# Is this falsetto or is he a real countertenor?



## Barytonmartin (Mar 22, 2014)

Guy that appeared on America's Got Talent:

http://www.livebiz.ro/video/nimeni-...lui-a-parasit-scena-mai-socata-decat-oricine/


----------



## Revenant (Aug 27, 2013)

Try this test: Imagine the singer's voice - exactly the same voice that you've heard in real time - suddenly sing a phrase with the words "Come on, Pluto!" If he then sounds to you like Mickey Mouse and not like an opera singer, then it is falsetto not countertenor.


----------



## Don Magnifico X (Jan 27, 2014)

Honestly, I have a really hard time telling the difference between a true countertenor and a falsetto... if there truly is a difference at all.
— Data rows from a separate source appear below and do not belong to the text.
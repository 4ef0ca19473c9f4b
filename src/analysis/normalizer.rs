//! Text normalization for similarity scoring.
//!
//! [`TextNormalizer`] turns raw text into every representation the
//! similarity primitives compare:
//!
//! | Field          | Contents                                              |
//! |----------------|-------------------------------------------------------|
//! | `text`         | lowercased, punctuation-free tokens joined by a space |
//! | `words`        | distinct tokens with at least two characters          |
//! | `word_counts`  | every token with its number of occurrences            |
//! | `ngrams`       | distinct character n-grams of `text`                  |
//! | `ngram_counts` | character n-grams of `text` with their occurrences    |
//!
//! Query and document go through the same normalizer, so both sides of a
//! comparison are normalized identically.
//!
//! # Examples
//!
//! ```
//! use curio::analysis::normalize;
//!
//! let normalized = normalize("Bình gốm, bình MEN!");
//! assert_eq!(normalized.text, "bình gốm bình men");
//! assert_eq!(normalized.word_counts["bình"], 2);
//! assert_eq!(normalized.words.len(), 3);
//! assert!(normalized.ngrams.contains("m "));
//! ```

use std::collections::{HashMap, HashSet};
use std::sync::Arc;

use ahash::RandomState;
use lazy_static::lazy_static;

use crate::analysis::analyzer::{Analyzer, PipelineAnalyzer};
use crate::analysis::char_filter::{
    LowercaseCharFilter, NormalizationForm, PatternReplaceCharFilter,
    UnicodeNormalizationCharFilter,
};
use crate::analysis::token::{Token, TokenStream};
use crate::analysis::token_filter::{MinLengthFilter, PruneFilter, TokenFilter};
use crate::analysis::tokenizer::{NgramTokenizer, Tokenizer, WhitespaceTokenizer};
use crate::error::Result;

/// Default character n-gram width.
pub const DEFAULT_NGRAM_SIZE: usize = 2;

/// Tokens shorter than this many characters are left out of a [`WordSet`].
pub const MIN_WORD_CHARS: usize = 2;

/// Deduplicated normalized tokens.
pub type WordSet = HashSet<String, RandomState>;

/// Normalized token → occurrence count.
pub type WordMultiset = HashMap<String, usize, RandomState>;

/// Deduplicated character n-grams.
pub type NGramSet = HashSet<String, RandomState>;

/// Character n-gram → occurrence count.
pub type NGramMultiset = HashMap<String, usize, RandomState>;

lazy_static! {
    static ref DEFAULT_NORMALIZER: TextNormalizer = TextNormalizer::default();
}

/// Normalize `text` with the default normalizer (bigrams).
pub fn normalize(text: &str) -> NormalizedText {
    DEFAULT_NORMALIZER.normalize(text)
}

/// The normalized representations of one piece of text.
#[derive(Clone, Debug, Default, PartialEq)]
pub struct NormalizedText {
    /// Normalized tokens joined by single spaces.
    pub text: String,
    /// Distinct tokens of at least [`MIN_WORD_CHARS`] characters.
    pub words: WordSet,
    /// All tokens with their occurrence counts.
    pub word_counts: WordMultiset,
    /// Distinct character n-grams of `text`.
    pub ngrams: NGramSet,
    /// Character n-grams of `text` with their occurrence counts.
    pub ngram_counts: NGramMultiset,
}

impl NormalizedText {
    /// True when the text held no tokens at all.
    pub fn is_empty(&self) -> bool {
        self.text.is_empty()
    }

    /// Iterate over the normalized tokens in their original order,
    /// repeated tokens included.
    pub fn tokens(&self) -> impl Iterator<Item = &str> {
        self.text.split(' ').filter(|token| !token.is_empty())
    }
}

/// Lowercases, strips punctuation and tokenizes text for similarity scoring.
#[derive(Clone)]
pub struct TextNormalizer {
    analyzer: PipelineAnalyzer,
    word_filters: Vec<Arc<dyn TokenFilter>>,
    ngram_tokenizer: NgramTokenizer,
}

impl TextNormalizer {
    /// Create a normalizer producing character n-grams of width `ngram_size`.
    ///
    /// # Errors
    ///
    /// Returns an error if `ngram_size` is 0.
    pub fn new(ngram_size: usize) -> Result<Self> {
        Ok(Self::with_ngram_tokenizer(NgramTokenizer::new(ngram_size)?))
    }

    fn with_ngram_tokenizer(ngram_tokenizer: NgramTokenizer) -> Self {
        let analyzer = PipelineAnalyzer::new(Arc::new(WhitespaceTokenizer))
            .char_filter(Arc::new(UnicodeNormalizationCharFilter::new(
                NormalizationForm::Nfc,
            )))
            .char_filter(Arc::new(LowercaseCharFilter))
            .char_filter(Arc::new(PatternReplaceCharFilter::strip_punctuation()))
            .token_filter(Arc::new(PruneFilter))
            .named("catalog_text");

        TextNormalizer {
            analyzer,
            word_filters: vec![
                Arc::new(MinLengthFilter::new(MIN_WORD_CHARS)),
                Arc::new(PruneFilter),
            ],
            ngram_tokenizer,
        }
    }

    /// Width of the character n-grams this normalizer produces.
    pub fn ngram_size(&self) -> usize {
        self.ngram_tokenizer.size()
    }

    /// The analyzer that turns raw text into normalized tokens.
    pub fn analyzer(&self) -> &PipelineAnalyzer {
        &self.analyzer
    }

    /// Normalize `text` into its word set, word multiset and n-gram sets.
    pub fn normalize(&self, text: &str) -> NormalizedText {
        let tokens: Vec<Token> = self.analyzer.analyze(text).collect();

        let normalized = tokens
            .iter()
            .map(|token| token.text.as_str())
            .collect::<Vec<_>>()
            .join(" ");

        let mut word_counts = WordMultiset::default();
        for token in &tokens {
            *word_counts.entry(token.text.clone()).or_insert(0) += 1;
        }

        let words = self.collect_words(Box::new(tokens.into_iter()));

        let mut ngram_counts = NGramMultiset::default();
        for gram in self.ngram_tokenizer.tokenize(&normalized) {
            *ngram_counts.entry(gram.text).or_insert(0) += 1;
        }
        let ngrams: NGramSet = ngram_counts.keys().cloned().collect();

        NormalizedText {
            text: normalized,
            words,
            word_counts,
            ngrams,
            ngram_counts,
        }
    }

    /// The [`WordSet`] of `text`, without computing the n-grams.
    pub fn word_set(&self, text: &str) -> WordSet {
        self.collect_words(self.analyzer.analyze(text))
    }

    fn collect_words(&self, tokens: TokenStream) -> WordSet {
        self.word_filters
            .iter()
            .fold(tokens, |tokens, filter| filter.apply(tokens))
            .map(|token| token.text)
            .collect()
    }
}

impl std::fmt::Debug for TextNormalizer {
    fn fmt(&self, f: &mut std::fmt::Formatter<'_>) -> std::fmt::Result {
        f.debug_struct("TextNormalizer")
            .field("analyzer", &self.analyzer)
            .field(
                "word_filters",
                &self.word_filters.iter().map(|filter| filter.name()).collect::<Vec<_>>(),
            )
            .field("ngram_size", &self.ngram_size())
            .finish()
    }
}

impl Default for TextNormalizer {
    fn default() -> Self {
        Self::with_ngram_tokenizer(NgramTokenizer::bigram())
    }
}
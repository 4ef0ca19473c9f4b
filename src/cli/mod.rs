//! Command line interface for curio.

pub mod args;
pub mod commands;
pub mod output;

// Re-export commonly used types
pub use args::*;
pub use commands::*;
pub use output::*;
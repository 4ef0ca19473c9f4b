//! An analyzer assembled from interchangeable stages.
//!
//! ```
//! use std::sync::Arc;
//!
//! use curio::analysis::analyzer::{Analyzer, PipelineAnalyzer};
//! use curio::analysis::char_filter::LowercaseCharFilter;
//! use curio::analysis::token_filter::{MinLengthFilter, PruneFilter};
//! use curio::analysis::tokenizer::WhitespaceTokenizer;
//!
//! let analyzer = PipelineAnalyzer::new(Arc::new(WhitespaceTokenizer))
//!     .char_filter(Arc::new(LowercaseCharFilter))
//!     .token_filter(Arc::new(MinLengthFilter::new(2)))
//!     .token_filter(Arc::new(PruneFilter))
//!     .named("catalog_words");
//!
//! let words: Vec<_> = analyzer.analyze("Bình Gốm A").map(|t| t.text).collect();
//! assert_eq!(words, vec!["bình", "gốm"]);
//! ```

use std::fmt;
use std::sync::Arc;

use crate::analysis::analyzer::Analyzer;
use crate::analysis::char_filter::CharFilter;
use crate::analysis::token::TokenStream;
use crate::analysis::token_filter::TokenFilter;
use crate::analysis::tokenizer::Tokenizer;

#[derive(Clone)]
pub struct PipelineAnalyzer {
    name: String,
    char_filters: Vec<Arc<dyn CharFilter>>,
    tokenizer: Arc<dyn Tokenizer>,
    token_filters: Vec<Arc<dyn TokenFilter>>,
}

impl PipelineAnalyzer {
    /// A pipeline with only a tokenizer, named after it.
    pub fn new(tokenizer: Arc<dyn Tokenizer>) -> Self {
        PipelineAnalyzer {
            name: tokenizer.name().to_string(),
            char_filters: Vec::new(),
            tokenizer,
            token_filters: Vec::new(),
        }
    }

    /// Append a char filter; filters run in the order they are appended.
    pub fn char_filter(mut self, filter: Arc<dyn CharFilter>) -> Self {
        self.char_filters.push(filter);
        self
    }

    /// Append a token filter; filters run in the order they are appended.
    pub fn token_filter(mut self, filter: Arc<dyn TokenFilter>) -> Self {
        self.token_filters.push(filter);
        self
    }

    pub fn named<S: Into<String>>(mut self, name: S) -> Self {
        self.name = name.into();
        self
    }

    pub fn tokenizer(&self) -> &dyn Tokenizer {
        self.tokenizer.as_ref()
    }

    /// The text the tokenizer sees for `text`.
    pub fn filter_chars(&self, text: &str) -> String {
        self.char_filters
            .iter()
            .fold(text.to_string(), |text, filter| filter.apply(&text))
    }
}

impl Analyzer for PipelineAnalyzer {
    fn analyze(&self, text: &str) -> TokenStream {
        let text = self.filter_chars(text);
        self.token_filters
            .iter()
            .fold(self.tokenizer.tokenize(&text), |tokens, filter| filter.apply(tokens))
    }

    fn name(&self) -> &str {
        &self.name
    }
}

impl fmt::Debug for PipelineAnalyzer {
    fn fmt(&self, f: &mut fmt::Formatter<'_>) -> fmt::Result {
        let char_filters: Vec<&str> = self.char_filters.iter().map(|c| c.name()).collect();
        let token_filters: Vec<&str> = self.token_filters.iter().map(|t| t.name()).collect();
        f.debug_struct("PipelineAnalyzer")
            .field("name", &self.name)
            .field("char_filters", &char_filters)
            .field("tokenizer", &self.tokenizer.name())
            .field("token_filters", &token_filters)
            .finish()
    }
}

#[cfg(test)]
mod tests {
    use super::*;
    use crate::analysis::char_filter::{LowercaseCharFilter, PatternReplaceCharFilter};
    use crate::analysis::token::TokenKind;
    use crate::analysis::token_filter::PruneFilter;
    use crate::analysis::tokenizer::{NgramTokenizer, WhitespaceTokenizer};

    fn words() -> PipelineAnalyzer {
        PipelineAnalyzer::new(Arc::new(WhitespaceTokenizer))
            .char_filter(Arc::new(LowercaseCharFilter))
            .char_filter(Arc::new(PatternReplaceCharFilter::strip_punctuation()))
            .token_filter(Arc::new(PruneFilter))
    }

    #[test]
    fn test_char_filters_run_in_order() {
        assert_eq!(words().filter_chars("Trống Đồng (Đông Sơn)"), "trống đồng đông sơn");
    }

    #[test]
    fn test_analyze_words() {
        let texts: Vec<String> = words().analyze("Áo dài - truyền thống!").map(|t| t.text).collect();
        assert_eq!(texts, vec!["áo", "dài", "truyền", "thống"]);
    }

    #[test]
    fn test_gram_pipeline() {
        let grams = PipelineAnalyzer::new(Arc::new(NgramTokenizer::bigram()))
            .char_filter(Arc::new(LowercaseCharFilter));
        assert_eq!(grams.name(), "ngram");
        assert_eq!(grams.tokenizer().kind(), TokenKind::Gram);

        let texts: Vec<String> = grams.analyze("ÁO").map(|t| t.text).collect();
        assert_eq!(texts, vec!["áo"]);
    }

    #[test]
    fn test_name_and_debug() {
        let analyzer = words().named("catalog");
        assert_eq!(analyzer.name(), "catalog");

        let debug = format!("{analyzer:?}");
        assert!(debug.contains("pattern_replace"));
        assert!(debug.contains("prune"));
        assert!(debug.contains("whitespace"));
    }
}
But that's just a reaction of a Joe six pack opera fan… I'm not really an expert in this.

To me, this guy didn't sound very much different than David Daniels, who I've heard sing a couple times, and David Daniels is apparently a pretty well-respected countertenor. I mentioned in another thread that, upon hearing David Daniels sing, my wife remarked that he sounded a lot like Miss Piggy (from the Muppets fame). Frankly, after hearing that remark, I can't *not* hear that and that's exactly what I think every time I hear a countertenor sing.


----------



## Jobis (Jun 13, 2013)

I think there is a different between the ugly, thin falsetto that comes out when one's voice cracks and the type employed by countertenors. I think the term for the latter is falsettone(?), a kind of balance between head voice and falsetto with some chest resonance, but I might be wrong.


----------



## deggial (Jan 20, 2013)

Don Magnifico X said:


> Frankly, after hearing that remark, I can't *not* hear that and that's exactly what I think every time I hear a countertenor sing.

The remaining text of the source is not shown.